Leitender Bischof sieht besondere Rolle der Kirchen zunehmend hinterfragt

Hannover (epd). Der bayerische Landesbischof Johannes Friedrich schließt Rückwirkungen der Integrationsdebatte auf das Verhältnis von Staat und Kirche nicht aus. Bei der Generalsynode der Vereinigten Evangelisch-Lutherischen Kirche Deutschlands (VELKD) wies er am Freitag in Hannover darauf hin, dass die besondere Rolle der Kirchen zunehmend hinterfragt werde. Das beginne bei den Kreuzen in öffentlichen Räumen und ende noch lange nicht bei der wissenschaftlichen Theologie an den Universitäten oder dem Kirchensteuersystem, sagte der Leitende lutherische Bischof. Auf Landesparteitagen von FDP und Grünen war zuletzt eine stärkere Trennung von Staat und Kirche im Freistaat gefordert worden.

Darauf müssten die Kirchen "viel offensiver und deutlicher reagieren", empfahl Friedrich. Als Beispiel nannte er die Debatte über Staatsleistungen an die Kirchen. In Medien werde der Eindruck erweckt, dabei handele es sich um ungerechtfertigte Zahlungen, kritisierte der Bischof. Staatsleistungen gebe es beispielsweise auch für Opernbesucher, für Besucher einer Fußball-Weltmeisterschaft oder einer Olympiade, für Sportvereine und für Parteienstiftungen. "Denn sie alle leisten für die Gesellschaft wichtige Arbeit - wie die Kirchen", argumentierte Friedrich.

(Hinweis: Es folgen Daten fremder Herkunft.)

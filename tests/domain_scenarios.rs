//! End-to-end scenarios against the public `DomainLoader`/`ContextLoader`
//! surface, exercising a full bind -> import/load -> commit round trip the
//! way an embedding application would.

use yama_core::context::ContextLoader;
use yama_core::domain::DomainLoader;
use yama_core::loader::builder::ParcelDefBuilder;
use yama_core::model::{ParcelMeta, TypeKind};

/// A same-parcel reference written as the parcel's own literal path (e.g.
/// `"p:X"` from within a type bound at `"p"`), since the solver never
/// substitutes the bare identifier `self` to an actual parcel path - only
/// the term-stack interpreter's `%here`/`self` roots do that at evaluation
/// time. Declaring the parcel's own path as one of its dep-names makes
/// such literal same-parcel specifiers legal under `root_ident`'s
/// dep-name check.
fn self_declaring_meta(path: &str) -> ParcelMeta {
    ParcelMeta::new(vec![path.to_string()])
}

#[test]
fn minimal_import_load_is_idempotent_and_fetchable() {
    let domain = DomainLoader::new();
    let mut b = ParcelDefBuilder::new();
    b.add_struct("S").unwrap();
    domain.bind_parcel_def("p", b.finish().unwrap(), ParcelMeta::default()).unwrap();

    let imported = domain.import("p").expect("p is bound");
    assert_eq!(imported.path, "p");

    let first = domain.load("p:S").expect("S loads");
    assert_eq!(first.fullname(), "p:S");
    assert_eq!(first.kind(), TypeKind::Struct);
    assert!(first.members().is_empty());
    assert!(first.info.params.is_empty());

    let second = domain.load("p:S").expect("S loads again");
    assert_eq!(first, second);
    assert_eq!(domain.fetch_type("p:S").unwrap(), first);
}

#[test]
fn generic_instantiation_resolves_member_through_context() {
    let domain = DomainLoader::new();
    let mut b = ParcelDefBuilder::new();
    let boxed = b.add_struct("Box").unwrap();
    b.add_type_param(boxed, "T", "yama:Any").unwrap();
    b.add_method(boxed, "get", "$T").unwrap();
    b.add_struct("Int").unwrap();
    domain.bind_parcel_def("p", b.finish().unwrap(), self_declaring_meta("p")).unwrap();

    let t = domain.load("p:Box[p:Int]").expect("Box[p:Int] loads");
    assert_eq!(t.fullname(), "p:Box[p:Int]");
    assert_eq!(t.type_param_arg("T").unwrap().fullname(), "p:Int");

    // Both the owner instantiation and its member are independently
    // fetchable from commits once the load session completes.
    assert!(domain.fetch_type("p:Box[p:Int]").is_some());
    let cached_get = domain.fetch_type("p:Box[p:Int]::get").expect("member committed alongside owner");
    assert_eq!(cached_get.fullname(), "p:Box[p:Int]::get");

    let get_ret_idx = cached_get.info.call_sig.as_ref().unwrap().ret;
    let ret = cached_get.const_slot(get_ret_idx).as_type().cloned().expect("get's return resolved");
    assert_eq!(ret.fullname(), "p:Int");

    // Revisiting the same fullname through a per-context cache yields the
    // same committed object rather than re-deriving it.
    let domain = std::sync::Arc::new(domain);
    let mut ctx = ContextLoader::new(&domain);
    let via_ctx = ctx.load("p:Box[p:Int]").expect("context delegates upstream on miss");
    assert_eq!(via_ctx, t);
}

#[test]
fn member_cycle_resolves_without_duplication() {
    let domain = DomainLoader::new();
    let mut b = ParcelDefBuilder::new();
    let s = b.add_struct("S").unwrap();
    b.add_method(s, "m", "$Self").unwrap();
    domain.bind_parcel_def("p", b.finish().unwrap(), ParcelMeta::default()).unwrap();

    let t = domain.load("p:S").expect("S loads");
    let m = t.member("m").expect("S has member m");
    assert_eq!(m.owner().unwrap(), t);

    let ret_idx = m.info.call_sig.as_ref().unwrap().ret;
    let ret = m.const_slot(ret_idx).as_type().cloned().expect("m's return resolved");
    assert_eq!(ret.fullname(), "p:S");
    assert_eq!(ret, t);

    // Exactly the owner and its one member are committed - no duplicate
    // materializations of the `$Self` cycle.
    assert_eq!(t.members().len(), 1);
}

#[test]
fn redirect_rewrites_ref_constant_before_late_resolution() {
    let domain = DomainLoader::new();

    let mut dep_builder = ParcelDefBuilder::new();
    dep_builder.add_struct("Dep").unwrap();
    domain.bind_parcel_def("c/y", dep_builder.finish().unwrap(), ParcelMeta::default()).unwrap();

    // The redirect must exist before the referencing parcel is bound: a
    // parcel's `RedirectSet` is a snapshot taken at `bind_parcel_def` time.
    domain.add_redirect("a", "b/x", "c/y").unwrap();

    let mut a_builder = ParcelDefBuilder::new();
    let holder = a_builder.add_struct("Holder").unwrap();
    a_builder.add_ref(holder, "b/x:Dep").unwrap();
    // `b` must be a declared dep-name of `a` for the un-rewritten root
    // identifier to pass `root_ident`'s dep-name check; the redirect then
    // rewrites the full `b/x` path at `:` time, independent of that check.
    let a_meta = ParcelMeta::new(vec!["b".to_string()]);
    domain.bind_parcel_def("a", a_builder.finish().unwrap(), a_meta).unwrap();

    let holder = domain.load("a:Holder").expect("Holder loads");
    assert!(holder.unresolved_ref_indices().is_empty(), "the bare ref must have late-resolved");
    assert!(domain.fetch_type("c/y:Dep").is_some(), "redirected target was imported and committed");
}

#[test]
fn protocol_conformance_with_self_substitution() {
    let domain = DomainLoader::new();
    let mut b = ParcelDefBuilder::new();
    let p = b.add_protocol("Cloneable").unwrap();
    b.add_method_req(p, "clone", "$Self").unwrap();

    let s = b.add_struct("S").unwrap();
    b.add_method(s, "clone", "$Self").unwrap();

    let t = b.add_struct("T").unwrap();
    b.add_method(t, "clone", "p:Int").unwrap();
    b.add_struct("Int").unwrap();

    domain.bind_parcel_def("p", b.finish().unwrap(), self_declaring_meta("p")).unwrap();

    let protocol = domain.load("p:Cloneable").expect("Cloneable loads");
    let conforming = domain.load("p:S").expect("S loads");
    let non_conforming = domain.load("p:T").expect("T loads");

    assert!(yama_core::loader::conforms(&conforming, &protocol));
    assert!(!yama_core::loader::conforms(&non_conforming, &protocol));
}

#[test]
fn constrained_type_argument_rejected_when_conformance_fails() {
    let domain = DomainLoader::new();
    let mut b = ParcelDefBuilder::new();
    let p = b.add_protocol("Cloneable").unwrap();
    b.add_method_req(p, "clone", "$Self").unwrap();

    let t = b.add_struct("T").unwrap();
    b.add_method(t, "clone", "p:Int").unwrap();
    b.add_struct("Int").unwrap();

    let holder = b.add_struct("Holder").unwrap();
    b.add_type_param(holder, "T", "p:Cloneable").unwrap();

    domain.bind_parcel_def("p", b.finish().unwrap(), self_declaring_meta("p")).unwrap();

    // `T::clone` returns `p:Int`, not `$Self`, so `T` does not conform to
    // `Cloneable`: instantiating `Holder[p:T]` must fail constraint
    // enforcement and surface no committed type at all.
    assert!(domain.load("p:Holder[p:T]").is_none());
    assert!(domain.fetch_type("p:Holder[p:T]").is_none());
}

Zum Thema Bildung sagte der Leitende VELKD-Bischof in seinem Bericht, Bildung dürfe nicht nur dazu dienen, Menschen für Wirtschaft und Industrie passend zu machen. Zur Bildung gehörten auch Musik, Kunst, die Liebe zur Natur sowie der Religionsunterricht: "Hier müssen wir wachsam sein und unverdrossen den Wert des Religionsunterrichts in der Öffentlichkeit vertreten." Der Staat sei gut beraten, wenn er dafür sorge, dass Kinder ganzheitlich gebildet würden, also auch im religiösen Bereich. Die Alternative eines vom Staat selbst verantworteten weltanschaulichen Unterrichts könne niemandem gefallen. Dann seien die staatlichen Einflussmöglichkeiten auf Kinder "viel zu hoch", gab Friedrich zu bedenken.

Der Leitende lutherische Bischof sprach sich für einen 3. Ökumenischen Kirchentag in absehbarer Zeit aus. Das Reformationsjubiläum 2017 erscheine ihm ein passendes Datum. Denn die Reformation habe sich an die ganze Kirche gerichtet. Vorbereitung und Organisation die Gestaltung der Jubiläums-Feiern sollten nicht im Alleingang, sondern in Abstimmung mit anderen Kirchen, besonders der römisch-katholischen erfolgen. "Es ist mir ganz wichtig, dass nicht der Eindruck aufkommt, wir wollten dieses Jubiläum gegen die katholische Kirche feiern. Wir wollen es mit ihr zusammen feiern", unterstrich Friedrich. Die bayerische Landeskirche und das Erzbistum München-Freising waren Gastgeber des 2. Ökumenischen Kirchentages im Mai in München.

Verärgert reagierte der bayerische Bischof auf Äußerungen, in denen der evangelische Theologieprofessor Friedrich Wilhelm Graf von mangelnder intellektueller Qualität des Pfarrernachwuchses, insbesondere junger Theologinnen, gesprochen hatte. "Ich kenne so viele Pfarrerinnen, die das Gegenteil zeigen." Graf hatte kürzlich darauf hingewiesen, dass das Pfarramt zu einem Frauenberuf werde, zumeist für Studentinnen aus nichtakademischem Elternhaus. Sie verbänden das Bild von "einem Kuschelgott mit schlichten Gedanken". Derartige Aussagen demotivierten in unglaublichem Maße, rügte Friedrich.

Das lutherische Kirchenparlament berät das Schwerpunktthema "Pfarrerbild und Pfarrerbildung". Die Generalsynode besteht aus 50 Mitgliedern, die zugleich der Synode der Evangelischen Kirche in Deutschland angehören. Die VELKD ist ein Zusammenschluss von acht evangelisch-lutherischen Landeskirchen mit rund zehn Millionen Gemeindemitgliedern.